What Causes Prostate Cancer and Symptoms
Feeling the necessity to make multiple runs to the washroom? Finding it hard to urinate, or did you spot blood in that urinal? Do continue reading then, because these could be the early signs of prostate cancer that are often ignored or sidelined as a minor urinary infection.
Prostate cancer causes are determined by factors such as age, weight, race, and family history. You are at a higher risk of being affected by it as you age or if you are obese. A family history of the same or breast cancer of type BRCA1 / BRCA2 also puts you on the list of being a possible victim. Recent studies suggest that men with darker skin are more prone to be affected by aggressive prostate cancer due to reasons undetermined.
How is Prostate Cancer Diagnosed?
So, how can one diagnose to outweigh the risks? Prostate cancer can be screened by either taking a Prostate-specific antigen (PSA) test or a digital rectal exam (DRE).
Usually, a man without any traces of prostate cancer will have his PSA level under 4mg/mL. On developing cancer, PSA levels will go above 4.1. Men with a PSA level in the range between 4 to 10 (borderline) have a chance of having prostate cancer.
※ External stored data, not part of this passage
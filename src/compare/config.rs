use std::collections::BTreeMap;

use serde::{Deserialize, Serialize};

use super::catalog::QuestionKind;
use crate::data::model::WaveSchema;

// ---------------------------------------------------------------------------
// Hand-authored catalog configuration
// ---------------------------------------------------------------------------

/// The question taxonomy as authored: which raw columns and codes each wave
/// uses for each unified question. Static, data-dependent configuration;
/// reconciliation applies it and validates completeness, never infers it.
#[derive(Debug, Clone, PartialEq, Serialize, Deserialize)]
pub struct CatalogConfig {
    pub questions: Vec<QuestionConfig>,
}

impl CatalogConfig {
    pub fn from_json_str(text: &str) -> serde_json::Result<CatalogConfig> {
        serde_json::from_str(text)
    }
}

#[derive(Debug, Clone, PartialEq, Serialize, Deserialize)]
pub struct QuestionConfig {
    pub key: String,
    pub label: String,
    pub kind: QuestionKind,
    /// Canonical categories in presentation order. Empty for scales, whose
    /// categories are derived from the range.
    #[serde(default)]
    pub categories: Vec<String>,
    /// Wave year → binding. A year may be missing when the wave never asked
    /// the question.
    pub waves: BTreeMap<u16, WaveBindingConfig>,
}

#[derive(Debug, Clone, PartialEq, Default, Serialize, Deserialize)]
pub struct WaveBindingConfig {
    /// Source column for categorical, scale and binned questions.
    #[serde(default, skip_serializing_if = "Option::is_none")]
    pub column: Option<String>,
    /// Raw answer code (typed like a CSV cell) → canonical category.
    /// Categorical questions only; waves may use different codes for the
    /// same category.
    #[serde(default, skip_serializing_if = "BTreeMap::is_empty")]
    pub codes: BTreeMap<String, String>,
    /// Canonical category → indicator columns. Multi-response only.
    #[serde(default, skip_serializing_if = "BTreeMap::is_empty")]
    pub indicators: BTreeMap<String, Vec<String>>,
}

// ---------------------------------------------------------------------------
// Builtin ECP configuration
// ---------------------------------------------------------------------------

/// Wave schema of the ECP microdata files: `WEIGHT` sampling weights,
/// `DIRECTORIO` respondent ids, department / urban-rural / sex demographics.
pub fn builtin_schema(year: u16) -> WaveSchema {
    WaveSchema {
        year,
        weight_column: "WEIGHT".to_string(),
        id_column: "DIRECTORIO".to_string(),
        demographics: vec!["DPTO".to_string(), "AREA".to_string(), "P220".to_string()],
    }
}

fn both_waves(wb: WaveBindingConfig) -> BTreeMap<u16, WaveBindingConfig> {
    BTreeMap::from([(2019, wb.clone()), (2023, wb)])
}

fn column_of(name: &str) -> WaveBindingConfig {
    WaveBindingConfig {
        column: Some(name.to_string()),
        ..Default::default()
    }
}

fn categorical(
    key: &str,
    label: &str,
    column: &str,
    codes: &[(&str, &str)],
    order: &[&str],
) -> QuestionConfig {
    QuestionConfig {
        key: key.to_string(),
        label: label.to_string(),
        kind: QuestionKind::Categorical,
        categories: order.iter().map(|c| c.to_string()).collect(),
        waves: both_waves(WaveBindingConfig {
            column: Some(column.to_string()),
            codes: codes
                .iter()
                .map(|(code, category)| (code.to_string(), category.to_string()))
                .collect(),
            ..Default::default()
        }),
    }
}

/// A multi-response question with one indicator column per category.
fn reasons(key: &str, label: &str, vars: &[(&str, &str)]) -> QuestionConfig {
    QuestionConfig {
        key: key.to_string(),
        label: label.to_string(),
        kind: QuestionKind::MultiResponse { marker: 1 },
        categories: vars.iter().map(|(_, category)| category.to_string()).collect(),
        waves: both_waves(WaveBindingConfig {
            indicators: vars
                .iter()
                .map(|(column, category)| (category.to_string(), vec![column.to_string()]))
                .collect(),
            ..Default::default()
        }),
    }
}

/// The ECP 2019-vs-2023 question taxonomy, transcribed from the survey's
/// question dictionaries.
pub fn builtin_catalog() -> CatalogConfig {
    let mut questions = Vec::new();

    questions.push(categorical(
        "participacion",
        "¿Votó en las presidenciales de 2018/2022?",
        "P6933",
        &[("1", "Sí votó"), ("2", "No votó"), ("99", "NS/NR")],
        &["Sí votó", "No votó", "NS/NR"],
    ));

    questions.push(reasons(
        "razones_no_voto",
        "Razones para NO votar",
        &[
            ("P5336S1", "< 18 años"),
            ("P5336S2", "No cédula"),
            ("P5336S6", "Políticos son corruptos"),
            (
                "P5336S7",
                "Los partidos o movimientos políticos no representan a los ciudadanos",
            ),
            ("P5336S8", "Los candidatos prometen y no cumplen"),
            ("P5336S10", "Falta de credibilidad en el proceso electoral"),
            ("P5336S11", "Desinterés"),
            ("P5336S13", "Inseguridad"),
            ("P5336S14", "Falta de puestos de votación"),
            ("P5336S15", "Dificultad de acceso"),
            (
                "P5336S17",
                "Costos de transporte en que se incurre para registrarse o para votar",
            ),
            (
                "P5336S19",
                "Desinformación de como votar (falta de pedagogía electoral)",
            ),
            ("P5336S12", "Otra"),
        ],
    ));

    // The same indicators regrouped into four motive families. A respondent
    // naming two motives of one family counts twice, as in the source
    // aggregation.
    questions.push(QuestionConfig {
        key: "razones_no_voto_agrupadas".to_string(),
        label: "Razones agrupadas para NO votar".to_string(),
        kind: QuestionKind::MultiResponse { marker: 1 },
        categories: vec![
            "Animadversión política".to_string(),
            "Dificultad logística".to_string(),
            "Menor ó Cedula".to_string(),
            "Otra".to_string(),
        ],
        waves: both_waves(WaveBindingConfig {
            indicators: BTreeMap::from([
                (
                    "Animadversión política".to_string(),
                    ["P5336S6", "P5336S7", "P5336S8", "P5336S10", "P5336S19", "P5336S11"]
                        .map(String::from)
                        .to_vec(),
                ),
                (
                    "Dificultad logística".to_string(),
                    ["P5336S14", "P5336S15", "P5336S17", "P5336S13"]
                        .map(String::from)
                        .to_vec(),
                ),
                (
                    "Menor ó Cedula".to_string(),
                    ["P5336S1", "P5336S2"].map(String::from).to_vec(),
                ),
                ("Otra".to_string(), vec!["P5336S12".to_string()]),
            ]),
            ..Default::default()
        }),
    });

    questions.push(reasons(
        "razones_voto",
        "Razones para votar en presidenciales",
        &[
            ("P5337S1", "Apoyo al candidato"),
            ("P5337S2", "Programa de gobierno"),
            ("P5337S3", "Ideología política"),
            ("P5337S4", "Responsabilidad ciudadana"),
            ("P5337S5", "Influencia familiar/social"),
        ],
    ));

    questions.push(reasons(
        "dificultades_voto",
        "Dificultades al momento de votar",
        &[
            ("P5338S1", "Mesa lejana"),
            ("P5338S2", "Colas largas"),
            ("P5338S3", "Falla de cédula"),
            ("P5338S4", "Horario inconveniente"),
            ("P5338S5", "Barreras físicas"),
        ],
    ));

    questions.push(reasons(
        "transparencia_conteo",
        "Transparencia del conteo de votos",
        &[
            ("P5339S1", "Transparencia a nivel municipal"),
            ("P5339S2", "Transparencia a nivel departamental"),
            ("P5339S3", "Transparencia a nivel nacional"),
        ],
    ));

    questions.push(categorical(
        "identificacion_partidista",
        "¿Se identifica con algún partido o movimiento político?",
        "P5323",
        &[("1", "Sí"), ("2", "No"), ("99", "NS/NR")],
        &["Sí", "No", "NS/NR"],
    ));

    questions.push(reasons(
        "razones_no_identificacion",
        "Razones para no identificarse con un partido",
        &[
            ("P5324S2", "Falta de credibilidad en los partidos"),
            ("P5324S3", "Desinterés"),
            ("P5324S4", "La política se puede hacer por otras vías"),
            ("P5324S6", "Promesas incumplidas"),
            ("P5324S7", "Escándalos de corrupción"),
            (
                "P5324S8",
                "Persiguen intereses diferentes al bienestar de la comunidad",
            ),
            ("P5324S5", "Otra razón"),
        ],
    ));

    // Importance of each election type, asked in the 2019 wave only.
    let importance: [(&str, &str, &str); 9] = [
        ("P5321S1", "importancia_jac", "Importancia: Juntas de Acción Comunal"),
        ("P5321S2", "importancia_gobernacion", "Importancia: Gobernación"),
        ("P5321S3", "importancia_concejo_municipal", "Importancia: Concejo Municipal/Distrital"),
        ("P5321S4", "importancia_alcaldia_municipal", "Importancia: Alcaldía Municipal"),
        ("P5321S5", "importancia_asamblea_departamental", "Importancia: Asamblea Departamental"),
        ("P5321S6", "importancia_concejo_bogota", "Importancia: Concejo de Bogotá"),
        ("P5321S7", "importancia_alcaldia_bogota", "Importancia: Alcaldía de Bogotá"),
        ("P5321S8", "importancia_concejo_distrital", "Importancia: Concejo Distrital"),
        ("P5321S9", "importancia_asamblea_distrital", "Importancia: Asamblea Distrital"),
    ];
    for (column, key, label) in importance {
        questions.push(QuestionConfig {
            key: key.to_string(),
            label: label.to_string(),
            kind: QuestionKind::Scale { min: 1, max: 5 },
            categories: vec![],
            waves: BTreeMap::from([(2019, column_of(column))]),
        });
    }

    questions.push(QuestionConfig {
        key: "ideologia_escala".to_string(),
        label: "Ubicación ideológica (1 = izquierda, 10 = derecha)".to_string(),
        kind: QuestionKind::Scale { min: 1, max: 10 },
        categories: vec![],
        waves: both_waves(column_of("P5328")),
    });

    questions.push(QuestionConfig {
        key: "ideologia_grupos".to_string(),
        label: "Grupo ideológico".to_string(),
        kind: QuestionKind::Binned {
            edges: vec![0.0, 3.5, 6.5, 10.0],
        },
        categories: vec![
            "Izquierda".to_string(),
            "Centro".to_string(),
            "Derecha".to_string(),
        ],
        waves: both_waves(column_of("P5328")),
    });

    CatalogConfig { questions }
}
If the PSA level is more than 10, then the person has a 50% chance of being severely affected by the same.
Treatment options for Prostate Cancer
Once the patient is diagnosed, there are multiple options for treatment in the market; these options depend on factors such as the patient’s age, stage of cancer, and patient’s health.
These treatment options include:
- Bisphosphonate therapy:
When cancer spreads to a patient’s bones, this treatment is used. It includes giving drugs like zoledronate.
The treatment is used to stop the growth of cancer cells or to eliminate them. Chemotherapy also uses drugs and has two ways of drug supply, systemic and regional chemotherapy.
- Hormone therapy:
This includes using hormones to either block the working hormones or to remove them from the body to stop the growth of cancer cells.
- Biologic therapy:
Here, the patient’s immune system is used to fight against cancer by providing it with lab-created substances, for example, Sipuleucel-T.
- Radiation therapy:
Using radiation to eliminate and stop cancer cell growth. It has three types:
- Active surveillance:
Given to older men with slow-moving cancer or when it is caught at an early stage.
Outlook & Prognosis
Prostate cancer, followed by skin cancer is the second most common of its type found in men. Statistics say that one out of seven cases of prostate cancer is seen, in men every year. However, with better research and treatment facilities, the survival rate has gone up. The survival rate depends upon the extent to which it is spread or at what stage it is diagnosed. These stages are:
- Stage 1: Cancer is localized in the prostate itself.
- Stage 2: This is an advanced stage, but the cancer is still in the prostate region.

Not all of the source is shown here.